I can't emphasize enough that there is no purely technical solution to if I have only one copy of something the minute I put it down or it's out of my sight it goes completely out-of-mind. There are things in your life that, when they are out of your sight, you still remember them, yes? Whether it's your keys or your wallet or whatever, there is at least one thing that you have trained your brain to remember even when you can't see it. Train your brain to make the calendar one of these things.
posted by rtha at 10:36 AM on August 9, 2010


Do you tend to have your phone on your person the majority of the time? Rubberband post-in note reminders to that, even if they just say "check planner!" That's the only thing that's ever worked for me.
posted by sarahsynonymous at 10:36 AM on August 9, 2010


I don't have a smartphone or "dumb phone" that does task scheduling with any ease whatsoever.

You don't need one. All you need is a phone that texts. Then you set up Gcal to accept texts from you and put the number in the phonebook. Whenever something that needs to be written down comes up you text "Final Exam 7/29 11AM" and an entry is created for 7/29, at 11AM for "Final Exam." Again, you set up alerts on a set day every week. Put a big sign in a visible location: "WEDS. 9PM. DO ALERTS."
posted by griphus at 10:50 AM on August 9, 2010


Again, you set up alerts on a set day every week. Put a big sign in a visible location: "WEDS. 9PM. DO ALERTS."

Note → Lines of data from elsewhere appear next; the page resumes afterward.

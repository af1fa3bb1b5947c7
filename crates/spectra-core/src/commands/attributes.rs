//! Attribute and category definitions.
//!
//! Definitions are written straight to the store and the session's registry is
//! invalidated afterwards, so the next lookup sees them. Attributes are immutable:
//! defining an existing name again with the same kind returns the stored definition,
//! with a different kind it is an integrity violation.

use rusqlite::{params, Transaction};
use tracing::info;

use crate::attributes::{Attribute, AttributeSpec, Category};
use crate::commands::helpers::OptionalContext;
use crate::error::{EntityKind, Result, SpectraError, StoreContext};
use crate::model::{AttributeId, CategoryId};
use crate::session::Session;

pub fn define_category(session: &mut Session, name: &str) -> Result<Category> {
    let name = name.trim();
    if name.is_empty() {
        return Err(SpectraError::InvalidArgument(
            "category name cannot be empty".into(),
        ));
    }
    let id = session
        .db
        .write("define category", |tx| ensure_category(tx, name))?;
    session.invalidate_registry();
    Ok(Category {
        id,
        name: name.to_string(),
    })
}

fn ensure_category(tx: &Transaction<'_>, name: &str) -> Result<CategoryId> {
    tx.execute("INSERT OR IGNORE INTO category (name) VALUES (?)", [name])
        .during("define category")?;
    tx.query_row(
        "SELECT category_id FROM category WHERE name = ?",
        [name],
        |row| row.get(0),
    )
    .during("define category")
}

pub fn define_attribute(session: &mut Session, spec: &AttributeSpec) -> Result<Attribute> {
    let name = spec.name.trim();
    if name.is_empty() {
        return Err(SpectraError::InvalidArgument(
            "attribute name cannot be empty".into(),
        ));
    }

    let attribute = session.db.write("define attribute", |tx| {
        let existing: Option<(AttributeId, String)> = tx
            .query_row(
                "SELECT attribute_id, kind FROM attribute WHERE name = ?",
                [name],
                |row| Ok((row.get(0)?, row.get(1)?)),
            )
            .optional_during("define attribute")?;

        if let Some((id, kind)) = existing {
            if kind != spec.kind.as_str() {
                return Err(SpectraError::integrity(
                    "define attribute",
                    format!(
                        "attribute '{}' already exists with kind {}, cannot redefine as {}",
                        name, kind, spec.kind
                    ),
                ));
            }
            return Ok(id);
        }

        let category_id = match spec.category.as_deref().map(str::trim) {
            Some(category) if !category.is_empty() => Some(ensure_category(tx, category)?),
            _ => None,
        };
        tx.execute(
            "INSERT INTO attribute (name, kind, category_id, default_unit, description)
             VALUES (?, ?, ?, ?, ?)",
            params![
                name,
                spec.kind.as_str(),
                category_id,
                spec.default_unit,
                spec.description
            ],
        )
        .during("define attribute")?;
        let id = AttributeId(tx.last_insert_rowid());
        info!(attribute = name, kind = %spec.kind, id = %id, "attribute defined");
        Ok(id)
    })?;

    session.invalidate_registry();
    let registry = session.registry()?;
    registry.resolve_id(attribute).cloned()
}

/// Every attribute, in id order.
pub fn list(session: &mut Session) -> Result<Vec<Attribute>> {
    Ok(session.registry()?.attributes().cloned().collect())
}

pub fn resolve(session: &mut Session, name: &str) -> Result<Attribute> {
    session.registry()?.resolve(name).cloned()
}

pub fn resolve_id(session: &mut Session, id: AttributeId) -> Result<Attribute> {
    session.registry()?.resolve_id(id).cloned()
}

pub fn categories(session: &mut Session) -> Result<Vec<Category>> {
    Ok(session.registry()?.categories().cloned().collect())
}

pub fn in_category(session: &mut Session, category: &str) -> Result<Vec<Attribute>> {
    Ok(session
        .registry()?
        .in_category(category)?
        .into_iter()
        .cloned()
        .collect())
}

/// The unit an attribute's values are assumed to be in when none is given.
pub fn default_unit(session: &mut Session, name: &str) -> Result<Option<String>> {
    let registry = session.registry()?;
    let attribute = registry
        .resolve(name)
        .map_err(|_| SpectraError::not_found(EntityKind::Attribute, name))?;
    Ok(attribute.default_unit.clone())
}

You could set up an alert to remind you it's time to do alerts for the coming week.

I haven't used alerts much, but they really are about the closest thing you can get to someone tapping you on the shoulder.
posted by not that girl at 11:40 AM on August 9, 2010


schroedinger: "I don't have a smartphone or "dumb phone" that does task scheduling with any ease whatsoever.

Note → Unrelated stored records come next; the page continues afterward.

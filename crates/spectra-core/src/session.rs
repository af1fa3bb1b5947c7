//! # Sessions
//!
//! A [`Session`] carries everything one caller (typically one request-handling thread)
//! needs to talk to the engine:
//!
//! - a shared handle to the [`Database`]
//! - the caller's [`Visibility`], supplied from outside (the engine never works out
//!   who may see what)
//! - the lazily built [`AttributeRegistry`]
//! - the [`RedundancyMemo`] of values known to be stored
//! - an optional [`ProgressSink`] for long-running operations
//!
//! The registry and the memo are caches. Nothing keeps them consistent with writes made
//! by other sessions; call [`Session::invalidate_registry`] or
//! [`Session::clear_redundancy_memo`] before relying on them after external changes.

use std::collections::{BTreeSet, HashSet};
use std::fmt;
use std::sync::Arc;

use tracing::debug;

use crate::attributes::AttributeRegistry;
use crate::error::Result;
use crate::model::{AttributeId, CampaignId, RecordId};
use crate::store::Database;

/// Which campaigns a caller may see and modify.
#[derive(Debug, Clone, PartialEq, Eq, Default)]
pub enum Visibility {
    #[default]
    Unrestricted,
    Campaigns(BTreeSet<CampaignId>),
}

pub(crate) static UNRESTRICTED: Visibility = Visibility::Unrestricted;

impl Visibility {
    pub fn campaigns(ids: impl IntoIterator<Item = CampaignId>) -> Self {
        Visibility::Campaigns(ids.into_iter().collect())
    }

    pub fn allows(&self, campaign: CampaignId) -> bool {
        match self {
            Visibility::Unrestricted => true,
            Visibility::Campaigns(ids) => ids.contains(&campaign),
        }
    }

    pub fn is_unrestricted(&self) -> bool {
        matches!(self, Visibility::Unrestricted)
    }
}

/// Receives progress from long-running operations (cascading deletes, bulk writes).
pub trait ProgressSink {
    fn set_operation(&mut self, operation: &str);
    fn set_progress(&mut self, done: usize, total: usize);
}

/// Optional progress sink. Reporting is a no-op when none is attached.
#[derive(Default)]
pub struct Progress {
    sink: Option<Box<dyn ProgressSink + Send>>,
}

impl Progress {
    pub(crate) fn begin(&mut self, operation: &str) {
        if let Some(sink) = self.sink.as_mut() {
            sink.set_operation(operation);
        }
    }

    pub(crate) fn step(&mut self, done: usize, total: usize) {
        if let Some(sink) = self.sink.as_mut() {
            sink.set_progress(done, total);
        }
    }
}

impl fmt::Debug for Progress {
    fn fmt(&self, f: &mut fmt::Formatter<'_>) -> fmt::Result {
        f.debug_struct("Progress")
            .field("attached", &self.sink.is_some())
            .finish()
    }
}

/// Per-session memo of `(record, attribute, value_key)` triples known to be stored.
///
/// A hit lets a write report "already present" without touching the store. A miss
/// proves nothing: the store's uniqueness constraint remains the authority.
#[derive(Debug, Default, Clone)]
pub struct RedundancyMemo {
    known: HashSet<(RecordId, AttributeId, String)>,
}

impl RedundancyMemo {
    pub fn contains(&self, record: RecordId, attribute: AttributeId, key: &str) -> bool {
        self.known.contains(&(record, attribute, key.to_string()))
    }

    pub fn remember(&mut self, record: RecordId, attribute: AttributeId, key: String) {
        self.known.insert((record, attribute, key));
    }

    pub fn forget(&mut self, record: RecordId, attribute: AttributeId, key: &str) {
        self.known.remove(&(record, attribute, key.to_string()));
    }

    /// Drop every entry for one attribute of one record.
    pub fn forget_attribute(&mut self, record: RecordId, attribute: AttributeId) {
        self.known
            .retain(|(r, a, _)| !(*r == record && *a == attribute));
    }

    /// Drop every entry for the given records.
    pub fn forget_records(&mut self, records: &[RecordId]) {
        if records.is_empty() {
            return;
        }
        let gone: HashSet<RecordId> = records.iter().copied().collect();
        self.known.retain(|(r, _, _)| !gone.contains(r));
    }

    pub fn clear(&mut self) {
        self.known.clear();
    }

    pub fn len(&self) -> usize {
        self.known.len()
    }

    pub fn is_empty(&self) -> bool {
        self.known.is_empty()
    }
}

/// Session-scoped engine state. See the module docs.
///
/// Fields are crate-visible so commands can borrow them independently inside a
/// transaction closure.
#[derive(Debug)]
pub struct Session {
    pub(crate) db: Arc<Database>,
    pub(crate) visibility: Visibility,
    pub(crate) registry: Option<Arc<AttributeRegistry>>,
    pub(crate) memo: RedundancyMemo,
    pub(crate) progress: Progress,
}

impl Session {
    /// A session that sees every campaign.
    pub fn new(db: Arc<Database>) -> Self {
        Self::with_visibility(db, Visibility::Unrestricted)
    }

    pub fn with_visibility(db: Arc<Database>, visibility: Visibility) -> Self {
        Self {
            db,
            visibility,
            registry: None,
            memo: RedundancyMemo::default(),
            progress: Progress::default(),
        }
    }

    pub fn database(&self) -> &Arc<Database> {
        &self.db
    }

    pub fn visibility(&self) -> &Visibility {
        &self.visibility
    }

    pub fn set_visibility(&mut self, visibility: Visibility) {
        self.visibility = visibility;
    }

    /// The visibility an operation runs under. Privileged callers see everything.
    pub(crate) fn scope(&self, privileged: bool) -> &Visibility {
        if privileged {
            &UNRESTRICTED
        } else {
            &self.visibility
        }
    }

    /// The attribute registry, loading it on first use.
    pub fn registry(&mut self) -> Result<Arc<AttributeRegistry>> {
        if let Some(registry) = &self.registry {
            return Ok(Arc::clone(registry));
        }
        let registry = Arc::new(self.db.read("load attribute registry", |conn| {
            AttributeRegistry::load(conn)
        })?);
        self.registry = Some(Arc::clone(&registry));
        Ok(registry)
    }

    /// Forget the cached registry. The next lookup reloads it from the store.
    pub fn invalidate_registry(&mut self) {
        if self.registry.take().is_some() {
            debug!("attribute registry invalidated");
        }
    }

    pub fn redundancy_memo(&self) -> &RedundancyMemo {
        &self.memo
    }

    /// Reset the memo of known values, e.g. after a bulk change made by another session.
    pub fn clear_redundancy_memo(&mut self) {
        debug!(entries = self.memo.len(), "redundancy memo cleared");
        self.memo.clear();
    }

    pub fn set_progress_sink(&mut self, sink: Box<dyn ProgressSink + Send>) {
        self.progress.sink = Some(sink);
    }

    pub fn clear_progress_sink(&mut self) {
        self.progress.sink = None;
    }
}
//! Attribute kinds and definitions.
//!
//! This module defines the schema side of attributes: which kind of value they hold,
//! where that value is stored, and the metadata (category, unit) attached to them.

use crate::model::{AttributeId, CategoryId};
use serde::{Deserialize, Serialize};
use std::fmt;
use std::str::FromStr;

/// The kind of value an attribute holds.
///
/// Each kind maps to exactly one value column of the EAV table.
#[derive(Debug, Clone, Copy, PartialEq, Eq, Hash, PartialOrd, Ord, Serialize, Deserialize)]
#[serde(rename_all = "snake_case")]
pub enum ValueKind {
    Text,
    Integer,
    Real,
    DateTime,
    /// Reference to a node of the attribute's controlled vocabulary tree.
    Taxonomy,
    /// Opaque bytes, e.g. a rendered plot.
    Binary,
}

impl ValueKind {
    pub const ALL: [ValueKind; 6] = [
        ValueKind::Text,
        ValueKind::Integer,
        ValueKind::Real,
        ValueKind::DateTime,
        ValueKind::Taxonomy,
        ValueKind::Binary,
    ];

    /// The EAV column holding values of this kind.
    pub fn column(self) -> &'static str {
        match self {
            ValueKind::Text => "text_val",
            ValueKind::Integer => "int_val",
            ValueKind::Real => "real_val",
            ValueKind::DateTime => "datetime_val",
            ValueKind::Taxonomy => "taxonomy_id",
            ValueKind::Binary => "binary_val",
        }
    }

    pub fn as_str(self) -> &'static str {
        match self {
            ValueKind::Text => "text",
            ValueKind::Integer => "integer",
            ValueKind::Real => "real",
            ValueKind::DateTime => "datetime",
            ValueKind::Taxonomy => "taxonomy",
            ValueKind::Binary => "binary",
        }
    }

    /// Whether `<`, `<=`, `>`, `>=` are meaningful for this kind.
    pub fn is_ordered(self) -> bool {
        matches!(
            self,
            ValueKind::Text | ValueKind::Integer | ValueKind::Real | ValueKind::DateTime
        )
    }
}

impl fmt::Display for ValueKind {
    fn fmt(&self, f: &mut fmt::Formatter<'_>) -> fmt::Result {
        f.write_str(self.as_str())
    }
}

impl FromStr for ValueKind {
    type Err = String;

    fn from_str(s: &str) -> Result<Self, Self::Err> {
        ValueKind::ALL
            .iter()
            .copied()
            .find(|kind| kind.as_str() == s)
            .ok_or_else(|| format!("unknown value kind '{}'", s))
    }
}

/// Grouping tag for attributes. Used to scope lookups, carries no behavior.
#[derive(Debug, Clone, PartialEq, Eq, Serialize, Deserialize)]
pub struct Category {
    pub id: CategoryId,
    pub name: String,
}

/// A stored attribute definition. Immutable once created.
#[derive(Debug, Clone, PartialEq, Eq, Serialize, Deserialize)]
pub struct Attribute {
    pub id: AttributeId,
    pub name: String,
    pub kind: ValueKind,
    pub category_id: Option<CategoryId>,
    pub category: Option<String>,
    pub default_unit: Option<String>,
    pub description: Option<String>,
}

/// Input for defining a new attribute.
#[derive(Debug, Clone, PartialEq, Eq, Serialize, Deserialize)]
pub struct AttributeSpec {
    pub name: String,
    pub kind: ValueKind,
    #[serde(default)]
    pub category: Option<String>,
    #[serde(default)]
    pub default_unit: Option<String>,
    #[serde(default)]
    pub description: Option<String>,
}

impl AttributeSpec {
    pub fn new(name: impl Into<String>, kind: ValueKind) -> Self {
        Self {
            name: name.into(),
            kind,
            category: None,
            default_unit: None,
            description: None,
        }
    }

    /// Place the attribute in a category (created on demand).
    pub fn in_category(mut self, category: impl Into<String>) -> Self {
        self.category = Some(category.into());
        self
    }

    pub fn with_unit(mut self, unit: impl Into<String>) -> Self {
        self.default_unit = Some(unit.into());
        self
    }

    pub fn with_description(mut self, description: impl Into<String>) -> Self {
        self.description = Some(description.into());
        self
    }
}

I know people are saying I need a "universal planner", my problem is that I have used "universal planners" before and forget that the planner exists.
"

That's why it's so important that the solution tie into your phone, which many people carry on them at all times, and are trained to respond to. If you don't, then consider what you do carry, and whether this is the one habit you can adopt. And that's the most important lesson here; forming habits breeds success.

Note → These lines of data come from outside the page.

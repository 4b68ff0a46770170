use async_trait::async_trait;
use serde::{Deserialize, Serialize};
use crate::books::dto::BookDto;
use crate::catalog::domain::CatalogService;
use crate::core::command::{Command, CommandError};

pub struct SearchBooksCommand {
    catalog_service: Box<dyn CatalogService>,
}

impl SearchBooksCommand {
    pub fn new(catalog_service: Box<dyn CatalogService>) -> Self {
        Self {
            catalog_service,
        }
    }
}

#[derive(Debug, Deserialize)]
pub struct SearchBooksCommandRequest {
    pub keyword: String,
}

impl SearchBooksCommandRequest {
    pub fn new(keyword: &str) -> Self {
        Self {
            keyword: keyword.to_string(),
        }
    }
}

// books is null when nothing matched
#[derive(Debug, Serialize)]
pub struct SearchBooksCommandResponse {
    pub books: Option<Vec<BookDto>>,
}

#[async_trait]
impl Command<SearchBooksCommandRequest, SearchBooksCommandResponse> for SearchBooksCommand {
    async fn execute(&self, req: SearchBooksCommandRequest) -> Result<SearchBooksCommandResponse, CommandError> {
        self.catalog_service.search_books(req.keyword.as_str())
            .await.map_err(CommandError::from).map(|books| SearchBooksCommandResponse { books })
    }
}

As for redundancy, the solution I'm currently looking at is calDAV hosted on my web server. The goal is to get a unified view on my desktop, phone, car and work desk, but it looks less supported than ical format. So currently I use Exchange for work reminders (and push email -- no mentally draining reminders to check for email), calDAV for personal projects at home that are less about reminders and more about writing things down for later motivation. This kind of network access is kind of infeasible without smart phones, so I kind of like griphus's suggestion of using Google SMS reminders. And I actually do not that girl's suggestion of setting up reminders to set up reminders, which I got as a tip from a book I read on time management, which became a habit after the consequences of not doing this once or twice and practicing it deliberately afterwards.

It's great that you're learning this stuff now, rather than on the job. I wish I had done this because it's much less painful than letting stress motivate the planning, which comes with free acid reflux and cold sweats. I wish colleges did more to support this behavior early. Their online courses maintain all the data they need to offer students personalized calendars and todo lists, but they don't do it. Hell, you're lucky if the Academic Calendar is published in a standardized format.
posted by pwnguin at 12:06 PM on August 9, 2010


I swore that I would always use a paper planner, but I am slowly accepting the dark side. I use my Outlook calendar to remind me to do some things that I know I'll forget - it pops up every day to remind me to take my pills at lunch time, among other things. I also have it activated on my Droid.
posted by radioamy at 1:16 PM on August 9, 2010


Up until spring semester this year I was exactly like you. January I got my first smart phone (Google Nexus One). It has helped immensely. With the Google calendar and remember the milk widgets I have become much more organized. I thought it would be nice, but it has been so much more. I guess my recommendation is get a smart phone, take it with you everywhere, use it for all your organizational stuff.